= TASK TO COMPLETE =
The line bearing "standard tool set", together with all lines after it to the end of the material, should be repeated exactly; leave out everything else.
----
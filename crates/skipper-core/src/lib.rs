//! skipper-core - library behind the skipper terminal agent
//!
//! - Streaming chat-completion client with bounded retry
//! - Conversation history with API-safe repair
//! - Tool execution framework and the standard tool set
//! - Checkpointed worktree editing with rollback
//! - Bounded, cancellable agent loop with deadline finalization
//! - Concurrency-limited subagent batches with persisted reports

pub mod agent;
pub mod ai;
pub mod chat;
pub mod config;
pub mod constants;
pub mod editor;
pub mod error;
pub mod fileops;
pub mod paths;
pub mod process;
pub mod subagent;
pub mod tools;

pub use agent::{AgentLoop, AgentOutcome, RunContext};
pub use ai::{CompletionClient, Message, Model, Role, ToolCall, ToolSpec};
pub use chat::{History, PauseController};
pub use config::Config;
pub use editor::{EditorStore, VerifyMode};
pub use error::CoreError;
pub use subagent::{BatchReport, FactoryDeps, FactoryInput, Manager};
pub use tools::{standard_registry, ToolContext, ToolRegistry};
----
= YOUR SOLUTION =
//! - Tool execution framework and the standard tool set
//! - Checkpointed worktree editing with rollback
//! - Bounded, cancellable agent loop with deadline finalization
//! - Concurrency-limited subagent batches with persisted reports

pub mod agent;
pub mod ai;
pub mod chat;
pub mod config;
pub mod constants;
pub mod editor;
pub mod error;
pub mod fileops;
pub mod paths;
pub mod process;
pub mod subagent;
pub mod tools;

pub use agent::{AgentLoop, AgentOutcome, RunContext};
pub use ai::{CompletionClient, Message, Model, Role, ToolCall, ToolSpec};
pub use chat::{History, PauseController};
pub use config::Config;
pub use editor::{EditorStore, VerifyMode};
pub use error::CoreError;
pub use subagent::{BatchReport, FactoryDeps, FactoryInput, Manager};
pub use tools::{standard_registry, ToolContext, ToolRegistry};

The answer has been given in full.